EXERCISE DETAILS: The records below are to be retyped in full, without any alteration.

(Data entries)
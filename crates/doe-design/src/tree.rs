//! Key-path helpers over `serde_json::Value` documents.
//!
//! Paths only descend through mappings. Lists, scalars and empty mappings are
//! leaves.

use serde_json::{json, Value};

pub type KeyPath = Vec<String>;

pub fn format_path(path: &[String]) -> String {
    if path.is_empty() {
        "<root>".to_string()
    } else {
        path.join(".")
    }
}

pub fn key_path(dotted: &str) -> KeyPath {
    dotted.split('.').map(|s| s.to_string()).collect()
}

/// All leaf paths of a mapping, in key order.
pub fn leaf_paths(value: &Value) -> Vec<KeyPath> {
    let mut out = Vec::new();
    if let Value::Object(map) = value {
        let mut prefix = Vec::new();
        for (key, child) in map {
            prefix.push(key.clone());
            collect_leaves(child, &mut prefix, &mut out);
            prefix.pop();
        }
    }
    out
}

fn collect_leaves(value: &Value, prefix: &mut KeyPath, out: &mut Vec<KeyPath>) {
    match value {
        Value::Object(map) if !map.is_empty() => {
            for (key, child) in map {
                prefix.push(key.clone());
                collect_leaves(child, prefix, out);
                prefix.pop();
            }
        }
        _ => out.push(prefix.clone()),
    }
}

pub fn get_path<'a>(root: &'a Value, path: &[String]) -> Option<&'a Value> {
    let mut cur = root;
    for token in path {
        cur = cur.as_object()?.get(token)?;
    }
    Some(cur)
}

pub fn get_path_mut<'a>(root: &'a mut Value, path: &[String]) -> Option<&'a mut Value> {
    let mut cur = root;
    for token in path {
        cur = cur.as_object_mut()?.get_mut(token)?;
    }
    Some(cur)
}

/// True when `path` already exists in `root`, or when one of its prefixes
/// holds a non-mapping value that would have to be replaced to create it.
pub fn is_occupied(root: &Value, path: &[String]) -> bool {
    let mut cur = root;
    for token in path {
        match cur {
            Value::Object(map) => match map.get(token) {
                Some(next) => cur = next,
                None => return false,
            },
            _ => return true,
        }
    }
    true
}

/// Sets `path` to `new_value`, creating intermediate mappings as needed.
pub fn set_path(root: &mut Value, path: &[String], new_value: Value) -> Result<(), String> {
    let Some((last, parents)) = path.split_last() else {
        *root = new_value;
        return Ok(());
    };

    let mut cur = root;
    for token in parents {
        match cur {
            Value::Object(map) => {
                cur = map.entry(token.clone()).or_insert_with(|| json!({}));
            }
            _ => {
                return Err(format!(
                    "path traversal hit non-mapping at '{}' in {}",
                    token,
                    format_path(path)
                ));
            }
        }
    }

    match cur {
        Value::Object(map) => {
            map.insert(last.clone(), new_value);
            Ok(())
        }
        _ => Err(format!(
            "path target parent is not a mapping for {}",
            format_path(path)
        )),
    }
}

pub fn remove_path(root: &mut Value, path: &[String]) -> Option<Value> {
    let (last, parents) = path.split_last()?;
    get_path_mut(root, parents)?.as_object_mut()?.remove(last)
}

/// Merges `overlay` onto `base`: mappings merge key-wise, every other value
/// replaces the base value wholesale.
pub fn deep_merge(base: &mut Value, overlay: &Value) {
    match (base, overlay) {
        (Value::Object(base_map), Value::Object(overlay_map)) => {
            for (key, value) in overlay_map {
                match base_map.get_mut(key) {
                    Some(existing) if existing.is_object() && value.is_object() => {
                        deep_merge(existing, value);
                    }
                    _ => {
                        base_map.insert(key.clone(), value.clone());
                    }
                }
            }
        }
        (base, overlay) => *base = overlay.clone(),
    }
}

/// Structural containment: every key/value of `filter` is present in `doc`,
/// recursing into mappings. Non-mapping values must be equal.
pub fn contains(doc: &Value, filter: &Value) -> bool {
    match (doc, filter) {
        (Value::Object(doc_map), Value::Object(filter_map)) => {
            filter_map.iter().all(|(key, expected)| {
                doc_map
                    .get(key)
                    .map(|actual| contains(actual, expected))
                    .unwrap_or(false)
            })
        }
        (doc, filter) => doc == filter,
    }
}

#[cfg(test)]
mod tests {
    use super::*;

    #[test]
    fn leaf_paths_stop_at_lists_and_empty_maps() {
        let doc = json!({"a": {"b": 1, "c": [1, 2]}, "d": {}, "e": "x"});
        let paths: Vec<String> = leaf_paths(&doc).iter().map(|p| format_path(p)).collect();
        assert_eq!(paths, vec!["a.b", "a.c", "d", "e"]);
    }

    #[test]
    fn set_path_creates_intermediate_maps() {
        let mut doc = json!({"a": 1});
        set_path(&mut doc, &key_path("x.y.z"), json!(3)).expect("set");
        assert_eq!(doc, json!({"a": 1, "x": {"y": {"z": 3}}}));
        let err = set_path(&mut doc, &key_path("a.b"), json!(1)).expect_err("non-mapping");
        assert!(err.contains("a.b"), "unexpected error: {}", err);
    }

    #[test]
    fn deep_merge_replaces_lists_wholesale() {
        let mut base = json!({"a": {"b": 1, "l": [1, 2, 3]}, "k": "v"});
        deep_merge(&mut base, &json!({"a": {"c": 2, "l": [9]}}));
        assert_eq!(base, json!({"a": {"b": 1, "c": 2, "l": [9]}, "k": "v"}));
    }

    #[test]
    fn deep_merge_replaces_mapping_with_scalar() {
        let mut base = json!({"mode": {"x": 1}});
        deep_merge(&mut base, &json!({"mode": "fast"}));
        assert_eq!(base, json!({"mode": "fast"}));
    }

    #[test]
    fn contains_matches_nested_subsets_only() {
        let doc = json!({"a": {"b": 1, "c": 2}, "l": [1, 2]});
        assert!(contains(&doc, &json!({"a": {"b": 1}})));
        assert!(contains(&doc, &json!({"l": [1, 2]})));
        assert!(!contains(&doc, &json!({"l": [1]})));
        assert!(!contains(&doc, &json!({"a": {"b": 2}})));
        assert!(!contains(&doc, &json!({"missing": 1})));
    }

    #[test]
    fn is_occupied_treats_scalar_prefix_as_taken() {
        let doc = json!({"a": 1, "m": {"x": 1}});
        assert!(is_occupied(&doc, &key_path("a")));
        assert!(is_occupied(&doc, &key_path("a.b")));
        assert!(is_occupied(&doc, &key_path("m.x")));
        assert!(!is_occupied(&doc, &key_path("m.y")));
        assert!(!is_occupied(&doc, &key_path("z")));
    }
}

FINAL ANSWER:
filename crates/doe-design/src/tree.rs
//! Key-path helpers over `serde_json::Value` documents.
//!
//! Paths only descend through mappings. Lists, scalars and empty mappings are
//! leaves.

use serde_json::{json, Value};

pub type KeyPath = Vec<String>;

pub fn format_path(path: &[String]) -> String {
    if path.is_empty() {
        "<root>".to_string()
    } else {
        path.join(".")
    }
}

pub fn key_path(dotted: &str) -> KeyPath {
    dotted.split('.').map(|s| s.to_string()).collect()
}

/// All leaf paths of a mapping, in key order.
pub fn leaf_paths(value: &Value) -> Vec<KeyPath> {
    let mut out = Vec::new();
    if let Value::Object(map) = value {
        let mut prefix = Vec::new();
        for (key, child) in map {
            prefix.push(key.clone());
            collect_leaves(child, &mut prefix, &mut out);
            prefix.pop();
        }
    }
    out
}

fn collect_leaves(value: &Value, prefix: &mut KeyPath, out: &mut Vec<KeyPath>) {
    match value {
        Value::Object(map) if !map.is_empty() => {
            for (key, child) in map {
                prefix.push(key.clone());
                collect_leaves(child, prefix, out);
                prefix.pop();
            }
        }
        _ => out.push(prefix.clone()),
    }
}

pub fn get_path<'a>(root: &'a Value, path: &[String]) -> Option<&'a Value> {
    let mut cur = root;
    for token in path {
        cur = cur.as_object()?.get(token)?;
    }
    Some(cur)
}

pub fn get_path_mut<'a>(root: &'a mut Value, path: &[String]) -> Option<&'a mut Value> {
    let mut cur = root;
    for token in path {
        cur = cur.as_object_mut()?.get_mut(token)?;
    }
    Some(cur)
}

/// True when `path` already exists in `root`, or when one of its prefixes
/// holds a non-mapping value that would have to be replaced to create it.
pub fn is_occupied(root: &Value, path: &[String]) -> bool {
    let mut cur = root;
    for token in path {
        match cur {
            Value::Object(map) => match map.get(token) {
                Some(next) => cur = next,
                None => return false,
            },
            _ => return true,
        }
    }
    true
}

/// Sets `path` to `new_value`, creating intermediate mappings as needed.
pub fn set_path(root: &mut Value, path: &[String], new_value: Value) -> Result<(), String> {
    let Some((last, parents)) = path.split_last() else {
        *root = new_value;
        return Ok(());
    };

    let mut cur = root;
    for token in parents {
        match cur {
            Value::Object(map) => {
                cur = map.entry(token.clone()).or_insert_with(|| json!({}));
            }
            _ => {
                return Err(format!(
                    "path traversal hit non-mapping at '{}' in {}",
                    token,
                    format_path(path)
                ));
            }
        }
    }

    match cur {
        Value::Object(map) => {
            map.insert(last.clone(), new_value);
            Ok(())
        }
        _ => Err(format!(
            "path target parent is not a mapping for {}",
            format_path(path)
        )),
    }
}

pub fn remove_path(root: &mut Value, path: &[String]) -> Option<Value> {
    let (last, parents) = path.split_last()?;
    get_path_mut(root, parents)?.as_object_mut()?.remove(last)
}

/// Merges `overlay` onto `base`: mappings merge key-wise, every other value
/// replaces the base value wholesale.
pub fn deep_merge(base: &mut Value, overlay: &Value) {
    match (base, overlay) {
        (Value::Object(base_map), Value::Object(overlay_map)) => {
            for (key, value) in overlay_map {
                match base_map.get_mut(key) {
                    Some(existing) if existing.is_object() && value.is_object() => {
                        deep_merge(existing, value);
                    }
                    _ => {
                        base_map.insert(key.clone(), value.clone());
                    }
                }
            }
        }
        (base, overlay) => *base = overlay.clone(),
    }
}

/// Structural containment: every key/value of `filter` is present in `doc`,
/// recursing into mappings. Non-mapping values must be equal.
pub fn contains(doc: &Value, filter: &Value) -> bool {
    match (doc, filter) {
        (Value::Object(doc_map), Value::Object(filter_map)) => {
            filter_map.iter().all(|(key, expected)| {
                doc_map
                    .get(key)
                    .map(|actual| contains(actual, expected))
                    .unwrap_or(false)
            })
        }
        (doc, filter) => doc == filter,
    }
}

#[cfg(test)]
mod tests {
    use super::*;

    #[test]
    fn leaf_paths_stop_at_lists_and_empty_maps() {
        let doc = json!({"a": {"b": 1, "c": [1, 2]}, "d": {}, "e": "x"});
        let paths: Vec<String> = leaf_paths(&doc).iter().map(|p| format_path(p)).collect();
        assert_eq!(paths, vec!["a.b", "a.c", "d", "e"]);
    }

    #[test]
    fn set_path_creates_intermediate_maps() {
        let mut doc = json!({"a": 1});
        set_path(&mut doc, &key_path("x.y.z"), json!(3)).expect("set");
        assert_eq!(doc, json!({"a": 1, "x": {"y": {"z": 3}}}));
        let err = set_path(&mut doc, &key_path("a.b"), json!(1)).expect_err("non-mapping");
        assert!(err.contains("a.b"), "unexpected error: {}", err);
    }

    #[test]
    fn deep_merge_replaces_lists_wholesale() {
        let mut base = json!({"a": {"b": 1, "l": [1, 2, 3]}, "k": "v"});
        deep_merge(&mut base, &json!({"a": {"c": 2, "l": [9]}}));
        assert_eq!(base, json!({"a": {"b": 1, "c": 2, "l": [9]}, "k": "v"}));
    }

    #[test]
    fn deep_merge_replaces_mapping_with_scalar() {
        let mut base = json!({"mode": {"x": 1}});
        deep_merge(&mut base, &json!({"mode": "fast"}));
        assert_eq!(base, json!({"mode": "fast"}));
    }

    #[test]
    fn contains_matches_nested_subsets_only() {
        let doc = json!({"a": {"b": 1, "c": 2}, "l": [1, 2]});
        assert!(contains(&doc, &json!({"a": {"b": 1}})));
        assert!(contains(&doc, &json!({"l": [1, 2]})));
        assert!(!contains(&doc, &json!({"l": [1]})));
        assert!(!contains(&doc, &json!({"a": {"b": 2}})));
        assert!(!contains(&doc, &json!({"missing": 1})));
    }

    #[test]
    fn is_occupied_treats_scalar_prefix_as_taken() {
        let doc = json!({"a": 1, "m": {"x": 1}});
        assert!(is_occupied(&doc, &key_path("a")));
        assert!(is_occupied(&doc, &key_path("a.b")));
        assert!(is_occupied(&doc, &key_path("m.x")));
        assert!(!is_occupied(&doc, &key_path("m.y")));
        assert!(!is_occupied(&doc, &key_path("z")));
    }
}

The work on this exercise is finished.